Entrando en detalle, estos angiomas suelen medir entre 1 y 7 milímetros y pueden aparecer en diversas zonas del cuerpo, especialmente en el torso, brazos y cuello.

Es importante diferenciarlos de otras lesiones rojas, como las petequias, que no desaparecen al presionar y pueden asociarse a fragilidad capilar, o los angiomas en araña, que se ven como un punto central rodeado de finos capilares.

Causas de la aparición de lunares rojos

Las causas de los puntos rubí están ligadas, en la mayoría de los casos, al propio paso del tiempo. La exposición solar es otro factor a tener en cuenta.

Aunque estos lunares rojos en la piel no son estrictamente manchas solares, el sol acelera el envejecimiento cutáneo y favorece alteraciones vasculares que facilitan su aparición. También influyen los cambios hormonales, como los del embarazo o ciertos tratamientos médicos.

De forma menos frecuente, aparecen brotes de muchos puntos rubí en poco tiempo, lo que se conoce como angiomas eruptivos. Aunque no es lo habitual, merece una revisión médica para descartar que haya un factor interno detrás.

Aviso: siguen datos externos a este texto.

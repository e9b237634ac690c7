use chrono::{DateTime, Utc};
use rust_decimal::Decimal;
use serde::{Deserialize, Serialize};
use validator::Validate;

use super::product::validate_price;
use super::PHONE_REGEX;

#[derive(Debug, Clone, Copy, PartialEq, Eq, Hash, Serialize, Deserialize, strum::Display)]
pub enum PaymentMethod {
    Cash,
    #[serde(rename = "Bank Transfer")]
    #[strum(serialize = "Bank Transfer")]
    BankTransfer,
    #[serde(rename = "UPI")]
    #[strum(serialize = "UPI")]
    Upi,
}

#[derive(Debug, Clone, PartialEq, Serialize, Deserialize)]
#[serde(rename_all = "camelCase")]
pub struct Employee {
    pub id: String,
    pub name: String,
    /// Job title, e.g. "Store Manager".
    pub role: String,
    pub showroom_id: String,
    pub salary: Decimal,
    pub phone: String,
    pub email: String,
    #[serde(default, skip_serializing_if = "Option::is_none")]
    pub avatar: Option<String>,
    pub payment_method: PaymentMethod,
    #[serde(default)]
    pub advance_taken: Decimal,
    pub created_at: DateTime<Utc>,
    #[serde(default, skip_serializing_if = "Option::is_none")]
    pub updated_at: Option<DateTime<Utc>>,
}

#[derive(Debug, Clone, Serialize, Deserialize, Validate)]
#[serde(rename_all = "camelCase")]
pub struct NewEmployee {
    #[validate(length(min = 1, message = "Employee name cannot be empty"))]
    pub name: String,
    #[validate(length(min = 1, message = "Role cannot be empty"))]
    pub role: String,
    #[validate(length(min = 1, message = "Showroom ID cannot be empty"))]
    pub showroom_id: String,
    #[validate(custom = "validate_price")]
    pub salary: Decimal,
    #[validate(regex(path = "PHONE_REGEX", message = "Invalid phone number"))]
    pub phone: String,
    #[validate(email(message = "Invalid email address"))]
    pub email: String,
    pub avatar: Option<String>,
    pub payment_method: PaymentMethod,
    #[serde(default)]
    #[validate(custom = "validate_price")]
    pub advance_taken: Decimal,
}

#[derive(Debug, Clone, Default, Serialize, Deserialize, Validate)]
#[serde(rename_all = "camelCase")]
pub struct EmployeeUpdate {
    #[validate(length(min = 1, message = "Employee name cannot be empty"))]
    pub name: Option<String>,
    pub role: Option<String>,
    #[validate(length(min = 1, message = "Showroom ID cannot be empty"))]
    pub showroom_id: Option<String>,
    #[validate(custom = "validate_price")]
    pub salary: Option<Decimal>,
    #[validate(regex(path = "PHONE_REGEX", message = "Invalid phone number"))]
    pub phone: Option<String>,
    #[validate(email(message = "Invalid email address"))]
    pub email: Option<String>,
    pub avatar: Option<String>,
    pub payment_method: Option<PaymentMethod>,
    #[validate(custom = "validate_price")]
    pub advance_taken: Option<Decimal>,
}

impl EmployeeUpdate {
    pub fn apply(self, employee: &mut Employee, now: DateTime<Utc>) {
        if let Some(name) = self.name {
            employee.name = name;
        }
        if let Some(role) = self.role {
            employee.role = role;
        }
        if let Some(showroom_id) = self.showroom_id {
            employee.showroom_id = showroom_id;
        }
        if let Some(salary) = self.salary {
            employee.salary = salary;
        }
        if let Some(phone) = self.phone {
            employee.phone = phone;
        }
        if let Some(email) = self.email {
            employee.email = email;
        }
        if self.avatar.is_some() {
            employee.avatar = self.avatar;
        }
        if let Some(method) = self.payment_method {
            employee.payment_method = method;
        }
        if let Some(advance) = self.advance_taken {
            employee.advance_taken = advance;
        }
        employee.updated_at = Some(now);
    }
}

#[cfg(test)]
mod tests {
    use super::*;

    #[test]
    fn payment_method_keeps_display_names() {
        assert_eq!(
            serde_json::to_string(&PaymentMethod::BankTransfer).unwrap(),
            "\"Bank Transfer\""
        );
        assert_eq!(
            serde_json::from_str::<PaymentMethod>("\"UPI\"").unwrap(),
            PaymentMethod::Upi
        );
        assert_eq!(PaymentMethod::BankTransfer.to_string(), "Bank Transfer");
    }
}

Pueden aparecer sin que haya ningún desencadenante para ello, pero la ciencia ha identificado una serie de factores que se asocian con su presencia:

  • Envejecimiento: Los puntos rubí se conocen también como angioma senil porque su presencia es más habitual a medida que se cumplen años. A partir de los 30 disminuye la presencia de colágeno y desciende la sujeción de los vasos sanguíneos superficiales, lo que favorece su aparición.
  • Factores genéticos: Se ha comprobado que existe una predisposición hereditaria que aumenta la posibilidad de desarrollar estos angiomas. Si el padre o la madre tienen estas lesiones cutáneas, es probable que el hijo también acabe padeciéndolas.
  • Cambios hormonales: En los puntos de rubí las causas de su aparición también están relacionadas con los cambios hormonales que sufren las mujeres. Durante el embarazo y la menopausia hay cambios importantes en los niveles de estrógenos, y estas variaciones pueden afectar a la dilatación de los vasos sanguíneos.
  • Exposición solar: Una exposición prolongada al sol sin la debida protección, especialmente en personas que tienen la piel muy clara, puede estimular la aparición de puntos de rubí.
  • Factores ambientales y químicos: Estar expuesto de forma continuada a determinados factores ambientales como la contaminación y químicos como el butoxietanol también se asocia con la aparición de los puntos rubí.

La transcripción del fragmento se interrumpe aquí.